A convocação de uma nova Assembleia Nacional Constituinte pode substituir a Constituição 1988 (Constituição cidadã) por uma gramática constitucional anarco-capitalista. A Constituição bolsonarista pode instituir virtualmente uma forma de regime no qual a ditadura subsuma a democracia. Assim, nasceria constitucionalmente um novo campo de poderes/saberes político da direita ditatorial civil. Esta hipótese é a alternativa a política da guerra civil que significa a desintegração do Brasil:
RUMO À DESINTEGRAÇÃO DO BRASIL?
A política bolsonarista leva à guerra civil, se for a vera. O clã Bolsonaro diz que não se submete às leis do país e ao poder judiciário. O Estado de polícia avança em investigações policiais que podem tornar réus os filhos do presidente da República. Toda a política bolsonarista consiste em evitar o cárcere para a família e, sobretudo, não ser humilhada pelo Estado de polícia, como foi Lula.

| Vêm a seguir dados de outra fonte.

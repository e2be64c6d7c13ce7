//! System address derivation.
//!
//! Transferring a token to its system address moves it from the EVM layer
//! into the sender's Core spot balance. Addresses are always computed from
//! the token id; nothing here is a lookup table.

use alloy_primitives::{address, Address};

/// System address of the native gas token.
pub const NATIVE_SYSTEM_ADDRESS: Address = address!("2222222222222222222222222222222222222222");

/// High-order byte of every non-native system address.
const SYSTEM_ADDRESS_PREFIX: u8 = 0x20;

/// Derive the system address for `core_token_id`.
///
/// The native token is special-cased first; every other id maps to
/// `0x20` followed by the id big-endian, right-aligned and zero-filled.
pub fn system_address_for(core_token_id: u64, native_token_id: u64) -> Address {
    if core_token_id == native_token_id {
        return NATIVE_SYSTEM_ADDRESS;
    }

    let mut bytes = [0u8; 20];
    bytes[0] = SYSTEM_ADDRESS_PREFIX;
    bytes[12..].copy_from_slice(&core_token_id.to_be_bytes());
    Address::from(bytes)
}

/// Canonical rendering: `0x` + 40 lowercase hex digits.
pub fn format_system_address(address: &Address) -> String {
    format!("0x{}", hex::encode(address.as_slice()))
}

#[cfg(test)]
mod tests {
    use super::*;

    #[test]
    fn test_native_token_maps_to_fixed_address() {
        let addr = system_address_for(135, 135);
        assert_eq!(
            format_system_address(&addr),
            "0x2222222222222222222222222222222222222222"
        );
        // mainnet native id
        assert_eq!(system_address_for(150, 150), NATIVE_SYSTEM_ADDRESS);
    }

    #[test]
    fn test_generic_token_ids() {
        assert_eq!(
            format_system_address(&system_address_for(0, 135)),
            "0x2000000000000000000000000000000000000000"
        );
        assert_eq!(
            format_system_address(&system_address_for(255, 135)),
            "0x20000000000000000000000000000000000000ff"
        );
        assert_eq!(
            format_system_address(&system_address_for(268, 150)),
            "0x200000000000000000000000000000000000010c"
        );
    }

    #[test]
    fn test_native_carve_out_is_network_specific() {
        // 135 is native on testnet but an ordinary token on mainnet
        assert_eq!(
            format_system_address(&system_address_for(135, 150)),
            "0x2000000000000000000000000000000000000087"
        );
    }

    #[test]
    fn test_max_token_id() {
        assert_eq!(
            format_system_address(&system_address_for(u64::MAX, 135)),
            "0x200000000000000000000000ffffffffffffffff"
        );
    }

    #[test]
    fn test_distinct_ids_give_distinct_addresses() {
        let native = 135;
        let mut seen = std::collections::HashSet::new();
        for id in (0u64..2048).chain([u64::MAX - 1, u64::MAX]) {
            assert!(seen.insert(system_address_for(id, native)), "collision at {id}");
        }
    }
}
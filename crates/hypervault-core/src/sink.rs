//! Sink trait for outbound Core actions and system-address transfers.
//!
//! The bridge and trading components never talk to Core directly; they hand
//! an [`Outbound`] to a `CoreSink`. This allows for:
//! - Unit testing with a recording implementation
//! - Separating action construction from the transport that emits it
//!
//! A successful submission only means the action left the vault. Settlement
//! on Core is never observable through this trait.

use std::collections::HashSet;
use std::sync::atomic::{AtomicU64, Ordering};
use std::sync::Arc;

use crate::action::Outbound;

/// Result of handing an outbound item to the sink.
#[derive(Debug, Clone, PartialEq, Eq)]
pub enum SubmitResult {
    /// Accepted for emission. The id is sink-local.
    Submitted { submission_id: u64 },
    /// Refused before emission; nothing left the vault.
    Rejected(String),
}

impl SubmitResult {
    #[must_use]
    pub fn is_submitted(&self) -> bool {
        matches!(self, SubmitResult::Submitted { .. })
    }
}

/// Trait for emitting outbound items.
pub trait CoreSink: Send + Sync {
    fn submit(&self, outbound: Outbound) -> SubmitResult;
}

/// Arc wrapper for CoreSink trait objects.
pub type DynCoreSink = Arc<dyn CoreSink>;

/// Sink that records every accepted submission.
///
/// Used by tests and by dry-run tooling. Individual attempts can be
/// configured to be rejected.
#[derive(Debug, Default)]
pub struct RecordingSink {
    /// Accepted submissions in order.
    submissions: parking_lot::Mutex<Vec<Outbound>>,
    /// Zero-based attempt indices that will be rejected.
    reject_attempts: parking_lot::Mutex<HashSet<u64>>,
    /// Reject everything while set.
    reject_all: std::sync::atomic::AtomicBool,
    attempts: AtomicU64,
}

impl RecordingSink {
    pub fn new() -> Self {
        Self::default()
    }

    /// Reject the `n`-th attempt (zero-based, counted across all submissions).
    pub fn reject_attempt(&self, n: u64) {
        self.reject_attempts.lock().insert(n);
    }

    /// Reject every attempt until cleared.
    pub fn set_reject_all(&self, reject: bool) {
        self.reject_all.store(reject, Ordering::SeqCst);
    }

    /// Accepted submissions.
    pub fn submissions(&self) -> Vec<Outbound> {
        self.submissions.lock().clone()
    }

    /// Total attempts, accepted or not.
    pub fn attempts(&self) -> u64 {
        self.attempts.load(Ordering::SeqCst)
    }

    pub fn clear(&self) {
        self.submissions.lock().clear();
    }
}

impl CoreSink for RecordingSink {
    fn submit(&self, outbound: Outbound) -> SubmitResult {
        let attempt = self.attempts.fetch_add(1, Ordering::SeqCst);
        if self.reject_all.load(Ordering::SeqCst) || self.reject_attempts.lock().contains(&attempt)
        {
            return SubmitResult::Rejected(format!("attempt {attempt} rejected"));
        }

        let mut submissions = self.submissions.lock();
        submissions.push(outbound);
        SubmitResult::Submitted {
            submission_id: submissions.len() as u64,
        }
    }
}
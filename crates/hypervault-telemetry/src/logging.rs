//! Structured logging initialization.

use crate::error::{TelemetryError, TelemetryResult};
use tracing_subscriber::{fmt, layer::SubscriberExt, util::SubscriberInitExt, EnvFilter};

/// Filter used when `RUST_LOG` is unset.
pub const DEFAULT_FILTER: &str = "info,hypervault=debug";

/// Output format.
#[derive(Debug, Clone, Copy, PartialEq, Eq)]
pub enum LogFormat {
    Json,
    Pretty,
}

impl LogFormat {
    /// JSON when `RUST_ENV=production`, pretty otherwise.
    pub fn from_env() -> Self {
        Self::from_rust_env(std::env::var("RUST_ENV").ok().as_deref())
    }

    fn from_rust_env(value: Option<&str>) -> Self {
        match value {
            Some("production") => Self::Json,
            _ => Self::Pretty,
        }
    }
}

fn env_filter() -> TelemetryResult<EnvFilter> {
    match EnvFilter::try_from_default_env() {
        Ok(filter) => Ok(filter),
        Err(_) => EnvFilter::try_new(DEFAULT_FILTER)
            .map_err(|e| TelemetryError::InvalidFilter(e.to_string())),
    }
}

/// Initialize structured logging.
///
/// Fails if a global subscriber is already installed.
pub fn init_logging() -> TelemetryResult<()> {
    let env_filter = env_filter()?;

    let result = match LogFormat::from_env() {
        LogFormat::Json => tracing_subscriber::registry()
            .with(env_filter)
            .with(
                fmt::layer()
                    .json()
                    .with_current_span(true)
                    .with_span_list(true),
            )
            .try_init(),
        LogFormat::Pretty => tracing_subscriber::registry()
            .with(env_filter)
            .with(fmt::layer().pretty().with_target(true))
            .try_init(),
    };

    result.map_err(|e| TelemetryError::LoggingInit(e.to_string()))
}
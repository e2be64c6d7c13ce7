//! Ledger versus external state comparison.

use alloy_primitives::U256;
use serde::{Deserialize, Serialize};
use std::fmt;

/// Result of comparing the ledger's share count with an external reading.
///
/// Divergence is reported, never corrected.
#[derive(Debug, Clone, Copy, PartialEq, Eq, Serialize, Deserialize)]
pub struct StateReport {
    pub in_sync: bool,
    /// What the ledger believes.
    pub internal: U256,
    /// What the external source reports.
    pub external: U256,
}

impl StateReport {
    pub fn new(internal: U256, external: U256) -> Self {
        Self {
            in_sync: internal == external,
            internal,
            external,
        }
    }

    /// Amount the external reading falls short of the ledger.
    pub fn shortfall(&self) -> U256 {
        self.internal.saturating_sub(self.external)
    }

    /// Amount the external reading exceeds the ledger.
    pub fn surplus(&self) -> U256 {
        self.external.saturating_sub(self.internal)
    }
}

impl fmt::Display for StateReport {
    fn fmt(&self, f: &mut fmt::Formatter<'_>) -> fmt::Result {
        if self.in_sync {
            write!(f, "in sync ({})", self.internal)
        } else {
            write!(
                f,
                "DIVERGED internal={} external={}",
                self.internal, self.external
            )
        }
    }
}
//! Operator tooling for the hypervault.
//!
//! Loads the application and network configuration and exposes the
//! read-only helpers behind the `hypervault` binary.

pub mod commands;
pub mod config;
pub mod error;

pub use config::{resolve_config_path, AppConfig, CONFIG_ENV_VAR, DEFAULT_CONFIG_PATH};
pub use error::{AppError, AppResult};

A guerra civil do Ai-5 é uma ideia do general Heleno e da família do presidente da República. Como o general Heleno tem influência no Exército do Rio de Janeiro, a guerra civil passaria pelo comando do Exército derrubando Witzel, e assumindo o poder político no Rio de Janeiro. O Exército pode dominar as forças policiais do Rio com certa facilidade.
Em São Paulo, o Exército teria de enfrentar a polícia militar de Dória. Se vencesse, com a adesão do governador de Minas Gerais ao golpe de Estado de Bolsonaro, o Sudeste seria parte do Estado bolsonarista.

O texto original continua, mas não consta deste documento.